▶ [WHAT YOU SHOULD DO] Copy out all the lines of the data that hold the word "derive".
##########
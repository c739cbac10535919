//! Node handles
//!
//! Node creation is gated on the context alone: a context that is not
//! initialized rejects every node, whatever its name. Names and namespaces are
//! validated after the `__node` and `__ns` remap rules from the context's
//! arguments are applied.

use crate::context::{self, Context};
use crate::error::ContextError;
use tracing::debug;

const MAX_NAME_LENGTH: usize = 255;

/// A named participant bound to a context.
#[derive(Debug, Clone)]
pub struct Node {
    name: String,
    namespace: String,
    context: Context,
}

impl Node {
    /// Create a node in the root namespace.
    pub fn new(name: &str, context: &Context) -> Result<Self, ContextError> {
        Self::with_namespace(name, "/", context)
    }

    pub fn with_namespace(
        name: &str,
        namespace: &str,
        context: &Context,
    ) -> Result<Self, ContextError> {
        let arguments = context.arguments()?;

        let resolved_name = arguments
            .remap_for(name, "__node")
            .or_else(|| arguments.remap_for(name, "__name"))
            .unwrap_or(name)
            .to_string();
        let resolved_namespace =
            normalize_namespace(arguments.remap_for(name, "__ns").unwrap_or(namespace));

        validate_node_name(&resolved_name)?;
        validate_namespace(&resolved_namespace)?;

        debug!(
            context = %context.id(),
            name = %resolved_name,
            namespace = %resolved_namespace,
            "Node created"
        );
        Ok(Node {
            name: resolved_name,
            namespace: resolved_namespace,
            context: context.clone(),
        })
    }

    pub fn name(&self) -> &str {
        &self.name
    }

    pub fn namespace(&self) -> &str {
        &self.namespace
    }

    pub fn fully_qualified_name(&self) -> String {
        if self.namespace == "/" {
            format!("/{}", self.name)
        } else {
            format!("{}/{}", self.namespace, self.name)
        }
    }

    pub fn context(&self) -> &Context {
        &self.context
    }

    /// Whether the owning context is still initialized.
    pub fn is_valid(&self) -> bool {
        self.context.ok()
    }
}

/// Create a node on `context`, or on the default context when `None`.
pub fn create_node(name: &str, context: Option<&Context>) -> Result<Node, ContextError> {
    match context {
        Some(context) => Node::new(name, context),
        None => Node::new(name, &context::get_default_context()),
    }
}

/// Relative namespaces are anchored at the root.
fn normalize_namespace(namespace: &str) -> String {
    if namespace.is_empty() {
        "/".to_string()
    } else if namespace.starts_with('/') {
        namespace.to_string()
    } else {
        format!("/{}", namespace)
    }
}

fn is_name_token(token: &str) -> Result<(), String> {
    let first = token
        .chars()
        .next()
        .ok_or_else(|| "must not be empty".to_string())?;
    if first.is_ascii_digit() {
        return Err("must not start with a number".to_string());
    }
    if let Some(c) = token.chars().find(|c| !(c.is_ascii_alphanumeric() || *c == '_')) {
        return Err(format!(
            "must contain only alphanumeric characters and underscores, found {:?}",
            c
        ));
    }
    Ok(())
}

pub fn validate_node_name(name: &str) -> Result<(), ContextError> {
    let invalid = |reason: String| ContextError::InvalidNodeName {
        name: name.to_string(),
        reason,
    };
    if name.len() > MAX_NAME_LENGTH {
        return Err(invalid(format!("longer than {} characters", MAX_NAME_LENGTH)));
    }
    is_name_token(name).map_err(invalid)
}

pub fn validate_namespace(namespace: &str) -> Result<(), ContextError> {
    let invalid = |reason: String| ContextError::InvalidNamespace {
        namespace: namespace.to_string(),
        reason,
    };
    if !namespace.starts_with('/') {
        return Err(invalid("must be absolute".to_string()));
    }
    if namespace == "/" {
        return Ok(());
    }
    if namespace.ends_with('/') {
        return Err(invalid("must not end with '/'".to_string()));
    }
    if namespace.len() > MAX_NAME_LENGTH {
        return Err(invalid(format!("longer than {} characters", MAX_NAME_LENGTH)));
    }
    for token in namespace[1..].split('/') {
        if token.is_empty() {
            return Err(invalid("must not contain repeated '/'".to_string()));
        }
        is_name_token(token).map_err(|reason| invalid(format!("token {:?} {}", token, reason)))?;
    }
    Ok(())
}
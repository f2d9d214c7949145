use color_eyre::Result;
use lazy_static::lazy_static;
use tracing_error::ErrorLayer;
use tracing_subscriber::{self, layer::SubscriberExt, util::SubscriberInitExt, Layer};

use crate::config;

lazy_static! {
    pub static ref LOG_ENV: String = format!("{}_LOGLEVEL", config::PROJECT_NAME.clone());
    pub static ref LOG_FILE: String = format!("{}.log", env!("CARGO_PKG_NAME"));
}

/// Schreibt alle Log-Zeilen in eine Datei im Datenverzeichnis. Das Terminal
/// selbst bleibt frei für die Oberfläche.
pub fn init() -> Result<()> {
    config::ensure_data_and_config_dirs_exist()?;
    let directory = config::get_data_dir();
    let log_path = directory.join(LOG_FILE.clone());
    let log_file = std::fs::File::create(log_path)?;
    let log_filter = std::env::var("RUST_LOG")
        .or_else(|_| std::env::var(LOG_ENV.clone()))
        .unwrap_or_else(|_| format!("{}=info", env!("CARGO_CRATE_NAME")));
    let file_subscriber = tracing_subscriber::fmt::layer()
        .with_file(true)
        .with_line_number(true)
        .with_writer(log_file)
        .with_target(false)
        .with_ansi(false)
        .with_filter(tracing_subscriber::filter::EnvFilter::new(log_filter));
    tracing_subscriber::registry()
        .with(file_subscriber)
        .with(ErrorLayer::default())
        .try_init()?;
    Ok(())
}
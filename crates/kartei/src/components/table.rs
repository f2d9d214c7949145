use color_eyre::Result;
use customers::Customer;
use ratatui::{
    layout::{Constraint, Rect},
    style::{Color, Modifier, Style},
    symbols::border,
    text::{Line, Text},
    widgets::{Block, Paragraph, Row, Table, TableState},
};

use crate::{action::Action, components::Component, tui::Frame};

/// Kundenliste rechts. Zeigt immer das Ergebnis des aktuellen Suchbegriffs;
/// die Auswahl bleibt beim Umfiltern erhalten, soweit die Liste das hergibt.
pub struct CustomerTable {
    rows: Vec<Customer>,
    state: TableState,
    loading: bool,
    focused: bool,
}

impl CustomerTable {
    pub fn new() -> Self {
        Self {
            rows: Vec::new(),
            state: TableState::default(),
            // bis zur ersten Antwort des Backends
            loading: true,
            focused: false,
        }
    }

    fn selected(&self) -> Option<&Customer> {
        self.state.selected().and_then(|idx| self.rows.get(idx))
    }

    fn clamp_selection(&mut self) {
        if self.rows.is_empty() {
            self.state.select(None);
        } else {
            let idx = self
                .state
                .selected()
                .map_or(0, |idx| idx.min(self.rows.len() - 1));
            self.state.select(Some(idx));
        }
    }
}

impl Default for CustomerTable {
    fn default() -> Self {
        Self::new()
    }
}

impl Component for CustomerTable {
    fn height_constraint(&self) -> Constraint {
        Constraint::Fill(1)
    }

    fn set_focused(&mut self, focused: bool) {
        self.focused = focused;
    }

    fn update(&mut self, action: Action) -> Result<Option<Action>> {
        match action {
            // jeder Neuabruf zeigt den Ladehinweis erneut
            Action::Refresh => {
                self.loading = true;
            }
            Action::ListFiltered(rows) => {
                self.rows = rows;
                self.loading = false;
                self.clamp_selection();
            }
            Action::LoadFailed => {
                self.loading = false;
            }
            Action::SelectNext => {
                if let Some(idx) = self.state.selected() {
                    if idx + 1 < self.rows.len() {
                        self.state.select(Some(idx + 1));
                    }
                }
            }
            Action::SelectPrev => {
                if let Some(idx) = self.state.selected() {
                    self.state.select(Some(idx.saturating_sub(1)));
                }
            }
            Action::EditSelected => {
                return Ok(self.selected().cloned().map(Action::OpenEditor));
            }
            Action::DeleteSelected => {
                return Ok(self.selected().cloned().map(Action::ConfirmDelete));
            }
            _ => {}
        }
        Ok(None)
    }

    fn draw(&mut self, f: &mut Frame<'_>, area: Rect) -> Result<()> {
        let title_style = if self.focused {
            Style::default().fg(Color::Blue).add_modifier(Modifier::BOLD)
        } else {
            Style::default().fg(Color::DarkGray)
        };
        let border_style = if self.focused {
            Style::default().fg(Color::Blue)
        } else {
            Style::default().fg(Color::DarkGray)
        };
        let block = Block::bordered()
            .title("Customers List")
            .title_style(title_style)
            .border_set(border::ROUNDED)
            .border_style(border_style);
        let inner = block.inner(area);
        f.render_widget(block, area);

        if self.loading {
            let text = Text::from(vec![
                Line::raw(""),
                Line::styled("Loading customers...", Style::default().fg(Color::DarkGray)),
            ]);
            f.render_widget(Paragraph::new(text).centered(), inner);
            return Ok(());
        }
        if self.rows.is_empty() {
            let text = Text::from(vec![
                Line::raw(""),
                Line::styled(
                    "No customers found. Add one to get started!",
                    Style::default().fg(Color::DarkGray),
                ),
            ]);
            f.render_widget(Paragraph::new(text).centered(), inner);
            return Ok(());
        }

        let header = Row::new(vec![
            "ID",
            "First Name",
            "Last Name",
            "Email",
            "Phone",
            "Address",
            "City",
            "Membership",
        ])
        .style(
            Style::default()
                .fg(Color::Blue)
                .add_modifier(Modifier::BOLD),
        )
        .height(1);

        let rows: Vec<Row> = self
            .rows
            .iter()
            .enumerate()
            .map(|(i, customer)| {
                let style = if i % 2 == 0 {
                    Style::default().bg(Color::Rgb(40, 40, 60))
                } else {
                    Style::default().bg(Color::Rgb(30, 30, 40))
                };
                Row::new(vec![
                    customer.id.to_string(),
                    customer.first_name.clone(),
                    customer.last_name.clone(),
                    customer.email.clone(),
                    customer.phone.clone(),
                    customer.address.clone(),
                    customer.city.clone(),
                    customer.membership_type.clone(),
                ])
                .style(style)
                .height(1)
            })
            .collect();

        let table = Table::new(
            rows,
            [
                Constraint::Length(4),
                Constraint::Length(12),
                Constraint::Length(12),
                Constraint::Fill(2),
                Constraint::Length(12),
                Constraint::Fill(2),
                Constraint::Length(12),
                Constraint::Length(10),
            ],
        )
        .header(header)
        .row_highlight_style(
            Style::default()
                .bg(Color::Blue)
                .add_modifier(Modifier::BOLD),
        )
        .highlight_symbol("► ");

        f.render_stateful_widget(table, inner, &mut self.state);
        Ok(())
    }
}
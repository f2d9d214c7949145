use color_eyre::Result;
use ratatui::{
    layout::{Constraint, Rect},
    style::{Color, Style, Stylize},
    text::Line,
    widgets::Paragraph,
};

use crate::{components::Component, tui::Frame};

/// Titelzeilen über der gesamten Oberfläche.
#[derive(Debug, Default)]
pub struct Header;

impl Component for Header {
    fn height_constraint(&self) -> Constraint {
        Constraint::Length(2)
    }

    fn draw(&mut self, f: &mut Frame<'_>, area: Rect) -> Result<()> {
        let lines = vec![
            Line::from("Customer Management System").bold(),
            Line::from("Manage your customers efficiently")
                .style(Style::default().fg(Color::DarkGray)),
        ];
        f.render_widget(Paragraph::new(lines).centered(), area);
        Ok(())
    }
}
##########
▶ [COMPLETED TASK]
#[derive(Debug, Clone)]
#[derive(Debug, Default)]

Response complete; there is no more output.